Breastfeeding is the unequaled way of contributing to the optimal physical, cognitive and emotional growth and development of children. Human milk, with its unique enzymes, immunological and anti-inflammatory properties, growth factors and hormones protect infants from respiratory infections, otitis media, diarrhea, bacteremia, urinary tract infections, gastroenteritis, and possibly Sudden Infant Death Syndrome. Exclusive breastfeeding for about six months has been associated with preventing and/or delaying the onset of such diseases as insulin dependent diabetes mellitus, Crohn’s, ulcerative colitis, lymphoma and allergic diseases in childhood, and contributing to enhanced cognitive development. Breastfeeding exclusively to the middle of the first year, followed by breastfeeding and complementary foods to two years of age or beyond, is the recommended norm for feeding infants and young children.

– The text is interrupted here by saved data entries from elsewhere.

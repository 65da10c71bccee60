//! Real (undilated) time sources

use timewarp_core::{ClockId, Timestamp, WarpError, WarpResult};

/// Access to the real clocks the engine dilates.
///
/// Implementations must reach the unmodified system clocks. Inside the
/// preload shim that means symbols resolved behind the shim itself, never the
/// process-visible `clock_gettime`.
pub trait RealTimeSource {
    /// Real `gettimeofday`
    fn wall_clock(&self) -> WarpResult<Timestamp>;

    /// Real `clock_gettime` for any clock id
    fn clock(&self, id: ClockId) -> WarpResult<Timestamp>;
}

impl<T: RealTimeSource + ?Sized> RealTimeSource for &T {
    fn wall_clock(&self) -> WarpResult<Timestamp> {
        (**self).wall_clock()
    }

    fn clock(&self, id: ClockId) -> WarpResult<Timestamp> {
        (**self).clock(id)
    }
}

/// The calling thread's current `errno` as a source failure
pub fn last_source_error(clock: ClockId) -> WarpError {
    WarpError::SourceFailed {
        clock,
        errno: std::io::Error::last_os_error()
            .raw_os_error()
            .unwrap_or(libc::EINVAL),
    }
}

/// Direct libc clocks, for processes that link the engine in rather than
/// preloading it
#[derive(Clone, Copy, Debug, Default)]
pub struct SystemClock;

impl RealTimeSource for SystemClock {
    fn wall_clock(&self) -> WarpResult<Timestamp> {
        let mut tv = libc::timeval {
            tv_sec: 0,
            tv_usec: 0,
        };
        // SAFETY: `tv` is a valid, writable timeval; a null timezone is allowed.
        let ret = unsafe { libc::gettimeofday(&mut tv, std::ptr::null_mut()) };
        if ret != 0 {
            return Err(last_source_error(ClockId::REALTIME));
        }
        Ok(Timestamp::from_micros_parts(
            tv.tv_sec as i64,
            tv.tv_usec as i64,
        ))
    }

    fn clock(&self, id: ClockId) -> WarpResult<Timestamp> {
        let mut tp = libc::timespec {
            tv_sec: 0,
            tv_nsec: 0,
        };
        // SAFETY: `tp` is a valid, writable timespec.
        let ret = unsafe { libc::clock_gettime(id.0, &mut tp) };
        if ret != 0 {
            return Err(last_source_error(id));
        }
        Ok(Timestamp::new(tp.tv_sec as i64, tp.tv_nsec as i64))
    }
}

#[cfg(test)]
mod tests {
    use super::*;

    #[test]
    fn test_system_monotonic_advances() {
        let clock = SystemClock;
        let a = clock.clock(ClockId::MONOTONIC).unwrap();
        std::thread::sleep(std::time::Duration::from_millis(2));
        let b = clock.clock(ClockId::MONOTONIC).unwrap();
        assert!(b > a);
    }

    #[test]
    fn test_system_wall_clock_is_after_2020() {
        let now = SystemClock.wall_clock().unwrap();
        assert!(now.secs() > 1_577_836_800);
    }

    #[test]
    fn test_invalid_clock_reports_errno() {
        let err = SystemClock.clock(ClockId(-12345)).unwrap_err();
        assert!(matches!(
            err,
            WarpError::SourceFailed { errno, .. } if errno == libc::EINVAL
        ));
    }
}
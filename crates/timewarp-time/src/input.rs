//! Input capability consumed by the speed sampler

use timewarp_core::ModifierSet;

/// Something that can report which modifier keys are held right now
pub trait ModifierSource: Send {
    /// Poll the current modifier state
    fn poll(&mut self) -> ModifierSet;
}

/// Input source used when no real input is available: nothing is ever held,
/// so the sampler publishes real time
#[derive(Clone, Copy, Debug, Default)]
pub struct NoInput;

impl ModifierSource for NoInput {
    fn poll(&mut self) -> ModifierSet {
        ModifierSet::empty()
    }
}

impl<F> ModifierSource for F
where
    F: FnMut() -> ModifierSet + Send,
{
    fn poll(&mut self) -> ModifierSet {
        self()
    }
}
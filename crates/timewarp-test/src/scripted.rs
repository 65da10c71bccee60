//! Scripted collaborators: a settable clock and a settable keyboard

use std::collections::{HashMap, HashSet};
use std::sync::atomic::{AtomicU64, Ordering};
use std::sync::Arc;

use parking_lot::Mutex;
use timewarp_core::{ClockId, Modifier, ModifierSet, Timestamp, WarpError, WarpResult};
use timewarp_time::{ModifierSource, RealTimeSource};

#[derive(Default)]
struct ClockState {
    now: HashMap<ClockId, Timestamp>,
    failing: HashSet<ClockId>,
    reads: u64,
}

/// Real time source whose clocks only move when told to.
///
/// `gettimeofday` is served from the `CLOCK_REALTIME` entry. Clocks that were
/// never set read as zero.
#[derive(Default)]
pub struct ScriptedClock {
    state: Mutex<ClockState>,
}

impl ScriptedClock {
    pub fn new() -> Self {
        Self::default()
    }

    /// Every clock in `ids` starting at `start`
    pub fn starting_at(start: Timestamp, ids: &[ClockId]) -> Self {
        let clock = Self::new();
        for id in ids {
            clock.set(*id, start);
        }
        clock
    }

    pub fn set(&self, id: ClockId, t: Timestamp) {
        self.state.lock().now.insert(id, t);
    }

    /// Move every known clock forward by `nanos`
    pub fn advance_nanos(&self, nanos: i128) {
        let mut state = self.state.lock();
        for t in state.now.values_mut() {
            *t = Timestamp::from_nanos(t.as_nanos() + nanos);
        }
    }

    pub fn advance_secs(&self, secs: f64) {
        self.advance_nanos((secs * 1e9).round() as i128);
    }

    /// Make reads of `id` fail with `EINVAL` until `recover` is called
    pub fn fail(&self, id: ClockId) {
        self.state.lock().failing.insert(id);
    }

    pub fn recover(&self, id: ClockId) {
        self.state.lock().failing.remove(&id);
    }

    /// Number of successful and failed reads so far
    pub fn reads(&self) -> u64 {
        self.state.lock().reads
    }

    fn read(&self, id: ClockId) -> WarpResult<Timestamp> {
        let mut state = self.state.lock();
        state.reads += 1;
        if state.failing.contains(&id) {
            return Err(WarpError::SourceFailed {
                clock: id,
                errno: libc::EINVAL,
            });
        }
        Ok(state.now.get(&id).copied().unwrap_or_default())
    }
}

impl RealTimeSource for ScriptedClock {
    fn wall_clock(&self) -> WarpResult<Timestamp> {
        self.read(ClockId::REALTIME)
    }

    fn clock(&self, id: ClockId) -> WarpResult<Timestamp> {
        self.read(id)
    }
}

/// Keyboard whose held modifiers are set by the test. Clones share state,
/// so one clone can drive a sampler thread while the test holds another.
#[derive(Clone, Default)]
pub struct ScriptedKeys {
    held: Arc<Mutex<ModifierSet>>,
    polls: Arc<AtomicU64>,
}

impl ScriptedKeys {
    pub fn new() -> Self {
        Self::default()
    }

    pub fn press(&self, modifier: Modifier) {
        self.held.lock().insert(modifier);
    }

    pub fn release(&self, modifier: Modifier) {
        self.held.lock().remove(modifier);
    }

    pub fn set(&self, held: ModifierSet) {
        *self.held.lock() = held;
    }

    pub fn release_all(&self) {
        self.set(ModifierSet::empty());
    }

    /// How many times a sampler has polled this keyboard
    pub fn polls(&self) -> u64 {
        self.polls.load(Ordering::Relaxed)
    }
}

impl ModifierSource for ScriptedKeys {
    fn poll(&mut self) -> ModifierSet {
        self.polls.fetch_add(1, Ordering::Relaxed);
        *self.held.lock()
    }
}

#[cfg(test)]
mod tests {
    use super::*;

    #[test]
    fn test_scripted_clock_moves_only_when_told() {
        let clock = ScriptedClock::starting_at(
            Timestamp::new(10, 0),
            &[ClockId::MONOTONIC, ClockId::REALTIME],
        );
        assert_eq!(clock.clock(ClockId::MONOTONIC).unwrap(), Timestamp::new(10, 0));
        assert_eq!(clock.clock(ClockId::MONOTONIC).unwrap(), Timestamp::new(10, 0));

        clock.advance_secs(0.5);
        assert_eq!(clock.wall_clock().unwrap(), Timestamp::new(10, 500_000_000));
        assert_eq!(clock.clock(ClockId::MONOTONIC_RAW).unwrap(), Timestamp::ZERO);
        assert_eq!(clock.reads(), 4);
    }

    #[test]
    fn test_scripted_clock_failures() {
        let clock = ScriptedClock::new();
        clock.fail(ClockId::MONOTONIC);
        assert_eq!(clock.clock(ClockId::MONOTONIC).unwrap_err().errno(), libc::EINVAL);
        assert!(clock.wall_clock().is_ok());
        clock.recover(ClockId::MONOTONIC);
        assert!(clock.clock(ClockId::MONOTONIC).is_ok());
    }

    #[test]
    fn test_scripted_keys_shared_between_clones() {
        let keys = ScriptedKeys::new();
        let mut polled = keys.clone();

        keys.press(Modifier::LeftShift);
        assert!(polled.poll().contains(Modifier::LeftShift));
        keys.release_all();
        assert!(polled.poll().is_empty());
        assert_eq!(keys.polls(), 2);
    }
}
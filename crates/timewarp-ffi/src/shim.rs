//! Process-wide shim state and the dilated entry points

use std::ffi::{c_int, c_void};
use std::sync::OnceLock;

use parking_lot::Mutex;
use timewarp_core::{speed_channel, Channel, ClockId};
use timewarp_input::X11Keyboard;
use timewarp_time::{DilationEngine, NoInput, SamplerConfig, SamplerHandle, SpeedSampler};

use crate::error::result_to_int;
use crate::real::{PreloadSource, RealFns};
use crate::types::{to_timespec, to_timeval};
use crate::{logging, PreloadConfig};

static ENGINE: OnceLock<DilationEngine> = OnceLock::new();
static SAMPLER: Mutex<Option<SamplerHandle>> = parking_lot::const_mutex(None);

/// The process engine, once the shim has started
pub fn engine() -> Option<&'static DilationEngine> {
    ENGINE.get()
}

/// Bring the shim up: logging, engine, keyboard and sampler thread.
/// Calling it again is a no-op.
pub fn start(config: PreloadConfig) {
    let (writer, reader) = speed_channel();
    if ENGINE.set(DilationEngine::new(reader)).is_err() {
        return;
    }

    logging::init(config.log_filter.as_deref());
    apply_preload_policy(&config);

    let sampler_config = SamplerConfig::with_interval(config.poll_interval);
    let sampler = if config.input {
        SpeedSampler::with_fallback(X11Keyboard::open(), writer, sampler_config)
    } else {
        SpeedSampler::new(NoInput, writer, sampler_config)
    };

    match sampler.spawn() {
        Ok(handle) => *SAMPLER.lock() = Some(handle),
        Err(e) => tracing::warn!("{}; speed fixed at real time", e),
    }

    tracing::info!(
        poll_ms = config.poll_interval.as_millis() as u64,
        input = config.input,
        "timewarp active"
    );
}

/// Drop `LD_PRELOAD` so children run at real speed, unless told to keep it
fn apply_preload_policy(config: &PreloadConfig) {
    if !config.keep_preload {
        std::env::remove_var("LD_PRELOAD");
    }
}

/// Whether the sampler thread is running
pub fn sampler_running() -> bool {
    SAMPLER.lock().as_ref().is_some_and(|h| h.is_running())
}

/// Stop the sampler and wait for its thread to exit
pub fn stop() {
    let handle = SAMPLER.lock().take();
    if let Some(handle) = handle {
        tracing::info!("timewarp stopping");
        handle.shutdown();
    }
}

/// `stop` for the library destructor. The exiting thread has already run
/// its thread-local destructors, so nothing on this path may log; logging
/// is switched off once the sampler has joined.
pub fn teardown() {
    let handle = SAMPLER.lock().take();
    if let Some(handle) = handle {
        let _ = handle.shutdown_quiet();
    }
    logging::silence();
}

/// Dilated `gettimeofday`. Without an engine, or without an output struct,
/// the real function answers unchanged.
pub unsafe fn dilated_gettimeofday(
    engine: Option<&DilationEngine>,
    real: &RealFns,
    tv: *mut libc::timeval,
    tz: *mut c_void,
) -> c_int {
    let Some(engine) = engine else {
        return real.gettimeofday(tv, tz);
    };
    if tv.is_null() {
        return real.gettimeofday(tv, tz);
    }

    let source = PreloadSource::with_timezone(real, tz);
    result_to_int(engine.wall_clock(&source).map(|t| {
        *tv = to_timeval(t);
    }))
}

/// Dilated `clock_gettime`. Clocks without a channel go straight to the
/// real function.
pub unsafe fn dilated_clock_gettime(
    engine: Option<&DilationEngine>,
    real: &RealFns,
    clk_id: libc::clockid_t,
    tp: *mut libc::timespec,
) -> c_int {
    let id = ClockId(clk_id);
    let Some(engine) = engine else {
        return real.clock_gettime(clk_id, tp);
    };
    if tp.is_null() || Channel::from_clock_id(id).is_none() {
        return real.clock_gettime(clk_id, tp);
    }

    let source = PreloadSource::new(real);
    result_to_int(engine.clock(&source, id).map(|t| {
        *tp = to_timespec(t);
    }))
}
#![allow(clippy::missing_safety_doc)]
//! Timewarp FFI - preload shim
//!
//! Built as `libtimewarp.so` and injected with `LD_PRELOAD`. The library
//! exports `gettimeofday` and `clock_gettime`, forwards them through the
//! dilation engine and reaches the real implementations with
//! `dlsym(RTLD_NEXT, ..)`.
//!
//! Nothing in this crate may call libc's time functions by name: inside the
//! shared object those names bind to the hooks themselves.

pub mod config;
pub mod error;
pub mod logging;
pub mod real;
pub mod shim;
pub mod types;

#[cfg(not(test))]
pub mod hooks;

pub use config::*;
pub use error::*;
pub use real::*;
pub use shim::*;
pub use types::*;
//! Conversions between libc time structs and timestamps

use timewarp_core::Timestamp;

#[inline]
pub fn timestamp_from_timeval(tv: &libc::timeval) -> Timestamp {
    Timestamp::from_micros_parts(tv.tv_sec as i64, tv.tv_usec as i64)
}

#[inline]
pub fn timestamp_from_timespec(tp: &libc::timespec) -> Timestamp {
    Timestamp::new(tp.tv_sec as i64, tp.tv_nsec as i64)
}

/// Whole seconds floor, microseconds truncated
#[inline]
pub fn to_timeval(t: Timestamp) -> libc::timeval {
    libc::timeval {
        tv_sec: t.secs() as libc::time_t,
        tv_usec: t.subsec_micros() as libc::suseconds_t,
    }
}

#[inline]
pub fn to_timespec(t: Timestamp) -> libc::timespec {
    libc::timespec {
        tv_sec: t.secs() as libc::time_t,
        tv_nsec: t.subsec_nanos() as libc::c_long,
    }
}

#[cfg(test)]
mod tests {
    use super::*;

    #[test]
    fn test_timeval_truncates_to_micros() {
        let tv = to_timeval(Timestamp::new(103, 999_999_999));
        assert_eq!(tv.tv_sec, 103);
        assert_eq!(tv.tv_usec, 999_999);
    }

    #[test]
    fn test_timespec_keeps_nanos() {
        let t = Timestamp::new(7, 123_456_789);
        let tp = to_timespec(t);
        assert_eq!(tp.tv_sec, 7);
        assert_eq!(tp.tv_nsec, 123_456_789);
        assert_eq!(timestamp_from_timespec(&tp), t);
    }

    #[test]
    fn test_timeval_in() {
        let tv = libc::timeval {
            tv_sec: 100,
            tv_usec: 500_000,
        };
        assert_eq!(timestamp_from_timeval(&tv), Timestamp::new(100, 500_000_000));
    }
}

Breastfeeding women benefit from enhanced postpartum uterine involution, delayed return of menstruation and fertility and greater protection from premenopausal breast cancer, osteoporosis and ovarian cancer. Families benefit from breastfeeding from lowered costs of feeding infants, less illness-related stress and fewer medical expenses. Society benefits from breastfeeding as there is less demand on the healthcare system, lowered healthcare costs, less illness-related workplace absenteeism by working parents and less environmental pollution.
Families have the right to timely and accurate information that allows them to make informed choices about feeding their infants. Mothers who choose to breastfeed should have a supportive environment, free from barriers that undermine confidence and abilities to establish and maintain breastfeeding. Knowledgeable, skilled individuals to assist with breastfeeding should be available to mothers as their need is identified. Breastfeeding mothers who choose to return to work or school or are challenged to meet family or societal obligations (e.g. elder care, community volunteerism, jury duty) have the right to support that will enable them to continue to breastfeed.
A breastfeeding culture that promotes, protects and supports breastfeeding is one in which all sectors of society value breastfeeding and accept it as the normal way to feed infants. To facilitate attainment of this culture, breastfeeding education should be provided throughout society and included in all educational curricula.
The Baby-Friendly Initiative helps to ensure that breastfeeding is promoted, protected and supported. All hospitals and communities in British Columbia should work towards the attainment of meeting the criteria of the Baby-Friendly Initiative.